What brilliant timing. Senator Lidia Thorpe's bizarre sexual accusations in parliament delighted the feminist media by putting sexual misconduct firmly back on the public agenda, detracting attention from Labor ministers under attack for misleading parliament and weaponizing a rape allegation to bring down the Morrison government.
No one dares discuss how it is possible for this clearly unstable woman to remain a member of parliament. In the past year we've seen her screaming sexist insults to men outside a strip club, calling various senators "racist" in parliament, fighting with police at an anti-trans rally and now claiming the parliament's long, empty corridors "made her feel so unsafe" that she needed constant support for fear of being attacked.
It does appear she might have been propositioned by a fellow Senator, David Van, who was expelled from the Liberal Party last week after another Senator, the sensible Amanda Stoker, admitted he had squeezed her bottom at a function three years ago. But look at how Stoker, a sane, adult woman, handled that approach. She told Van off, told him not to do it again – and he didn't. That's how sensible females handle dopey men who are stupid enough not to keep their hands to themselves.
Yet our press uniformly took Thorpe's rant seriously, repeating her claim that she was "sexually assaulted" when her own explanation suggested at worst he might have "inappropriately touched her," whatever that means.
Scope creep is rife in today's discussion of sexual misconduct, with even the most minor sexual misconduct blown up out of all proportion. Naturally the media trotted out last year's absurd Jenkins report on harassment in parliament using the Thorpe kerfuffle as further proof of a toxic culture in this august body. As I pointed out at the time, the Jenkins survey was an absolute joke – less than 25% of staff chose to answer the thing, almost as many men as women reported being harassed (42% of women surveyed were "victims," 32% of men), 60% of the bullying was by women, and the definition of harassment was ridiculously broad, including staring, leering and loitering, sexual jokes and repeat invitations to go out on a date.
Is it any wonder this nonsense is having a ripple effect out in the real world? Recently we witnessed a welcome end to a ludicrous Sydney court case after Simone Hotznagel - a reality TV star - accused former CEO Simon Reeves of stalking, claiming he walked slowly past her in a fashionable Bondi hotel "holding eye contact with her for 40 seconds". It turned out there was CCTV footage of the incident which was played in court and showed him walking directly into the hotel and up a flight of stairs, right past the ground floor area where Holtznagel said she was seated. Charges against Reeves were dropped but as soon as he left the Court he was hit by an alleged breach of an apprehended violence order taken out by the same woman, because she apparently saw him at the VIVID light show! Yes, along with the 3 million plus other people who trooped downtown for this wildly popular event.

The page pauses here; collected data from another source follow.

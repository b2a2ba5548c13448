use std::time::Duration;

use reqwest::{Client, StatusCode};
use tracing::{debug, warn};

use super::types::{
    ApiError, ChatCompletionRequest, ChatCompletionResponse, ChatMessage, ErrorEnvelope,
    extract_text,
};
use crate::config::LlmConfig;
use crate::retry::RetryPolicy;

#[derive(Debug, thiserror::Error)]
pub enum LlmError {
    #[error("model API rate limit exceeded")]
    RateLimited,

    #[error("model API quota exhausted: {0}")]
    QuotaExhausted(String),

    #[error("model API error ({code}): {message}")]
    Api { code: u16, message: String },

    #[error("model returned an empty response")]
    EmptyResponse,

    #[error("malformed model response: {0}")]
    Malformed(String),

    #[error("network error: {0}")]
    Network(#[from] reqwest::Error),
}

/// A hosted text-completion model.
/// Implemented by `OpenAiClient` for production; mock implementations used in tests.
pub trait CompletionClient {
    async fn complete(&self, messages: &[ChatMessage]) -> Result<String, LlmError>;
}

/// Client for OpenAI-compatible `/chat/completions` endpoints.
#[derive(Clone)]
pub struct OpenAiClient {
    http: Client,
    config: LlmConfig,
    request_timeout: Duration,
    retry: RetryPolicy,
}

impl OpenAiClient {
    pub fn new(
        http: Client,
        config: LlmConfig,
        request_timeout: Duration,
        retry: RetryPolicy,
    ) -> Self {
        Self {
            http,
            config,
            request_timeout,
            retry,
        }
    }

    pub fn model(&self) -> &str {
        &self.config.model
    }

    async fn chat(&self, messages: &[ChatMessage]) -> Result<String, LlmError> {
        let url = format!(
            "{}/chat/completions",
            self.config.base_url.trim_end_matches('/')
        );
        let request = ChatCompletionRequest {
            model: &self.config.model,
            messages,
            temperature: self.config.temperature,
        };

        let response = self
            .http
            .post(&url)
            .bearer_auth(self.config.api_key.expose())
            .header("User-Agent", crate::USER_AGENT)
            .json(&request)
            .timeout(self.request_timeout)
            .send()
            .await?;

        let status = response.status();
        if !status.is_success() {
            let text = response.text().await.unwrap_or_default();
            let classified = match serde_json::from_str::<ErrorEnvelope>(&text) {
                Ok(body) => classify_api_error(status, &body.error),
                Err(_) if status == StatusCode::TOO_MANY_REQUESTS => LlmError::RateLimited,
                Err(_) => {
                    let end = text.floor_char_boundary(200);
                    LlmError::Api {
                        code: status.as_u16(),
                        message: format!("HTTP {status}: {}", &text[..end]),
                    }
                }
            };
            warn!(status = %status, error = %classified, "model API error");
            return Err(classified);
        }

        let text = response.text().await?;
        let body: ChatCompletionResponse = serde_json::from_str(&text).map_err(|e| {
            warn!(error = %e, "model response is not valid JSON");
            LlmError::Malformed(e.to_string())
        })?;
        if let Some(err) = &body.error {
            let classified = classify_api_error(status, err);
            warn!(error = %classified, "model API error in 200 response");
            return Err(classified);
        }

        let text = extract_text(&body).ok_or_else(|| {
            warn!("model returned no usable content");
            LlmError::EmptyResponse
        })?;
        debug!(model = %self.config.model, chars = text.len(), "completion received");
        Ok(text)
    }
}

impl CompletionClient for OpenAiClient {
    async fn complete(&self, messages: &[ChatMessage]) -> Result<String, LlmError> {
        self.retry.run(is_retriable, || self.chat(messages)).await
    }
}

fn is_retriable(e: &LlmError) -> bool {
    match e {
        LlmError::RateLimited => true,
        LlmError::Api { code, .. } => (500..=599).contains(code),
        LlmError::Network(err) => err.is_timeout() || err.is_connect(),
        _ => false,
    }
}

fn classify_api_error(status: StatusCode, err: &ApiError) -> LlmError {
    let message = err
        .message
        .clone()
        .unwrap_or_else(|| "Unknown error".to_string());

    if err.code_str() == Some("insufficient_quota") {
        return LlmError::QuotaExhausted(message);
    }
    match status.as_u16() {
        429 => LlmError::RateLimited,
        401 => LlmError::Api {
            code: 401,
            message: format!("{message} (check OPENAI_API_KEY)"),
        },
        code => LlmError::Api { code, message },
    }
}

#[cfg(test)]
mod tests {
    use super::*;

    fn api_error(code: Option<&str>, message: &str) -> ApiError {
        ApiError {
            message: Some(message.into()),
            code: code.map(|c| serde_json::Value::String(c.into())),
        }
    }

    #[test]
    fn classify_429_as_rate_limited() {
        let err = api_error(Some("rate_limit_exceeded"), "slow down");
        assert!(matches!(
            classify_api_error(StatusCode::TOO_MANY_REQUESTS, &err),
            LlmError::RateLimited
        ));
    }

    #[test]
    fn classify_insufficient_quota_as_quota_exhausted() {
        let err = api_error(Some("insufficient_quota"), "You exceeded your current quota");
        assert!(matches!(
            classify_api_error(StatusCode::TOO_MANY_REQUESTS, &err),
            LlmError::QuotaExhausted(_)
        ));
    }

    #[test]
    fn classify_401_hints_key() {
        let err = api_error(None, "Incorrect API key provided");
        let classified = classify_api_error(StatusCode::UNAUTHORIZED, &err);
        assert!(classified.to_string().contains("OPENAI_API_KEY"));
    }

    #[test]
    fn server_errors_are_retriable_client_errors_are_not() {
        assert!(is_retriable(&LlmError::Api {
            code: 503,
            message: String::new()
        }));
        assert!(is_retriable(&LlmError::RateLimited));
        assert!(!is_retriable(&LlmError::Api {
            code: 400,
            message: String::new()
        }));
        assert!(!is_retriable(&LlmError::QuotaExhausted(String::new())));
        assert!(!is_retriable(&LlmError::EmptyResponse));
        assert!(!is_retriable(&LlmError::Malformed(String::new())));
    }
}
//! Source adapters: one per external search surface.
//!
//! Each adapter turns a query into a short, relevance-ordered list of records.
//! [`SourceAdapter::fetch`] never fails; an upstream error is logged and handed
//! back beside an empty list so the caller can report why the source is missing.

pub mod reddit;
pub mod serp;

use serde::Serialize;
use serde::de::DeserializeOwned;
use tracing::warn;

pub use reddit::RedditClient;
pub use serp::{SerpClient, SerpEngine};

#[derive(Debug, Clone, Copy, PartialEq, Eq, PartialOrd, Ord, Hash, Serialize)]
#[serde(rename_all = "lowercase")]
pub enum SourceKind {
    Google,
    Bing,
    Reddit,
}

impl SourceKind {
    pub const ALL: [SourceKind; 3] = [SourceKind::Google, SourceKind::Bing, SourceKind::Reddit];

    pub fn label(self) -> &'static str {
        match self {
            SourceKind::Google => "Google",
            SourceKind::Bing => "Bing",
            SourceKind::Reddit => "Reddit",
        }
    }
}

impl std::fmt::Display for SourceKind {
    fn fmt(&self, f: &mut std::fmt::Formatter<'_>) -> std::fmt::Result {
        f.write_str(self.label())
    }
}

/// One organic web search hit.
#[derive(Debug, Clone, PartialEq, Eq, Serialize)]
pub struct SearchResult {
    pub title: String,
    pub link: String,
    pub snippet: String,
}

/// A discussion thread with its highest-ranked comments.
#[derive(Debug, Clone, PartialEq, Eq, Serialize)]
pub struct DiscussionThread {
    pub title: String,
    pub permalink: String,
    pub subreddit: String,
    pub score: i64,
    pub comment_count: u64,
    pub body: String,
    pub top_comments: Vec<String>,
}

#[derive(Debug, thiserror::Error)]
pub enum SourceError {
    #[error("rate limit exceeded")]
    RateLimited,

    #[error("authentication failed: {0}")]
    Auth(String),

    #[error("API error ({code}): {message}")]
    Api { code: u16, message: String },

    #[error("malformed response: {0}")]
    Malformed(String),

    #[error("network error: {0}")]
    Network(#[from] reqwest::Error),
}

impl SourceError {
    pub fn is_retriable(&self) -> bool {
        match self {
            SourceError::RateLimited => true,
            SourceError::Api { code, .. } => (500..=599).contains(code),
            SourceError::Network(e) => e.is_timeout() || e.is_connect(),
            SourceError::Auth(_) | SourceError::Malformed(_) => false,
        }
    }
}

/// Records from one search, or the error that left the list empty.
#[derive(Debug)]
pub struct Fetched<T> {
    pub items: Vec<T>,
    pub failure: Option<SourceError>,
}

/// A search surface that yields `Item`s for a query.
pub trait SourceAdapter {
    type Item;

    fn kind(&self) -> SourceKind;

    /// Queries the upstream API, surfacing every failure.
    async fn search(&self, query: &str, limit: usize) -> Result<Vec<Self::Item>, SourceError>;

    /// Like [`search`](Self::search), but an upstream failure yields an empty
    /// list with the error attached.
    async fn fetch(&self, query: &str, limit: usize) -> Fetched<Self::Item> {
        match self.search(query, limit).await {
            Ok(items) => Fetched {
                items,
                failure: None,
            },
            Err(e) => {
                warn!(source = %self.kind(), error = %e, "source failed, continuing without it");
                Fetched {
                    items: Vec::new(),
                    failure: Some(e),
                }
            }
        }
    }
}

/// Maps a non-success status to a [`SourceError`] and decodes the JSON body otherwise.
pub(crate) async fn read_json<T: DeserializeOwned>(
    response: reqwest::Response,
) -> Result<T, SourceError> {
    let status = response.status();
    let text = response.text().await?;
    match status.as_u16() {
        200..=299 => serde_json::from_str(&text).map_err(|e| SourceError::Malformed(e.to_string())),
        429 => Err(SourceError::RateLimited),
        401 | 403 => Err(SourceError::Auth(error_message(&text, status))),
        code => Err(SourceError::Api {
            code,
            message: error_message(&text, status),
        }),
    }
}

/// Truncates to at most `max` characters, marking the cut with an ellipsis.
pub(crate) fn clip(text: &str, max: usize) -> String {
    let text = text.trim();
    match text.char_indices().nth(max) {
        Some((end, _)) => format!("{}…", text[..end].trim_end()),
        None => text.to_string(),
    }
}

fn error_message(body: &str, status: reqwest::StatusCode) -> String {
    serde_json::from_str::<serde_json::Value>(body)
        .ok()
        .and_then(|v| {
            v["message"]
                .as_str()
                .or_else(|| v["error"].as_str())
                .or_else(|| v["error"]["message"].as_str())
                .map(String::from)
        })
        .unwrap_or_else(|| {
            let snippet: String = body.chars().take(200).collect();
            if snippet.trim().is_empty() {
                format!("HTTP {status}")
            } else {
                snippet
            }
        })
}
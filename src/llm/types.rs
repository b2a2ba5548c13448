use serde::{Deserialize, Serialize};

#[derive(Debug, Clone, Copy, PartialEq, Eq, Serialize, Deserialize)]
#[serde(rename_all = "lowercase")]
pub enum Role {
    System,
    User,
    Assistant,
}

#[derive(Debug, Clone, PartialEq, Eq, Serialize, Deserialize)]
pub struct ChatMessage {
    pub role: Role,
    pub content: String,
}

impl ChatMessage {
    pub fn system(content: impl Into<String>) -> Self {
        Self {
            role: Role::System,
            content: content.into(),
        }
    }

    pub fn user(content: impl Into<String>) -> Self {
        Self {
            role: Role::User,
            content: content.into(),
        }
    }
}

#[derive(Debug, Serialize)]
pub struct ChatCompletionRequest<'a> {
    pub model: &'a str,
    pub messages: &'a [ChatMessage],
    #[serde(skip_serializing_if = "Option::is_none")]
    pub temperature: Option<f32>,
}

#[derive(Debug, Deserialize)]
pub struct ChatCompletionResponse {
    pub choices: Option<Vec<Choice>>,
    pub error: Option<ApiError>,
}

#[derive(Debug, Deserialize)]
pub struct Choice {
    pub message: Option<ResponseMessage>,
}

#[derive(Debug, Deserialize)]
pub struct ResponseMessage {
    pub content: Option<String>,
}

#[derive(Debug, Deserialize)]
pub struct ErrorEnvelope {
    pub error: ApiError,
}

/// `code` is a string on OpenAI (`"insufficient_quota"`) and a number on some
/// compatible servers, so it is kept as raw JSON.
#[derive(Debug, Deserialize)]
pub struct ApiError {
    pub message: Option<String>,
    pub code: Option<serde_json::Value>,
}

impl ApiError {
    pub fn code_str(&self) -> Option<&str> {
        self.code.as_ref().and_then(|c| c.as_str())
    }
}

/// First non-blank assistant message, trimmed.
pub fn extract_text(response: &ChatCompletionResponse) -> Option<String> {
    response
        .choices
        .as_ref()?
        .iter()
        .filter_map(|c| c.message.as_ref()?.content.as_deref())
        .map(str::trim)
        .find(|text| !text.is_empty())
        .map(String::from)
}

Great, isn't it? A man's reputation dragged through the mud by a nutcase clearly convinced by all the nonsense being promoted about the evils of unwanted staring. And our captured court system is forced to take this rubbish seriously – with all the huge costs in police and prosecutors' time, court costs, etc.
There are real consequences of this blurring the boundaries of genuine sexual misconduct, with our feminist-led media deliberately failing to maintain the important distinction between the very serious crime of sexual assault (already expanded to include "sexual touching") with less serious behaviour like staring, joking, asking people on dates.
We see this play out in the wild statistics promoted in the media about the incidence of sexual assault. Recently there was a sensible article in The Australian by the founder of Quillette, Claire Lehmann, aimed at countering the feminist narrative about our broken justice system, and urging rape victims to trust that the process is there to protect them. But even that article included the absurd claim that 639,000 women had experienced sexual assault.
That huge number has its origin in the Australian Bureau of Statistics' Personal Safety Survey (PSS), but actually covers a 10-year period, and is concocted by extrapolating from the PSS survey of about 15,000 women, to estimate rape in the general population. In 2021, police recorded 26,669 female victims of sexual assault in Australia.
I've written before about how the PSS survey goes well beyond what most people think of as rape, to include any sexual act involving coercion, including attempts to force someone into sexual activity. It's hardly surprising then that almost half the women who claimed to have been raped in answers to the survey didn't see what happened to them as a crime, a third said they could deal with it themselves and another third didn't regard it as a serious offence.
But the feminist push is to educate them to see all of this as sexual assault… and that's exactly what's now happening with more and more women reporting as rape behaviour which then fails to stand up in court.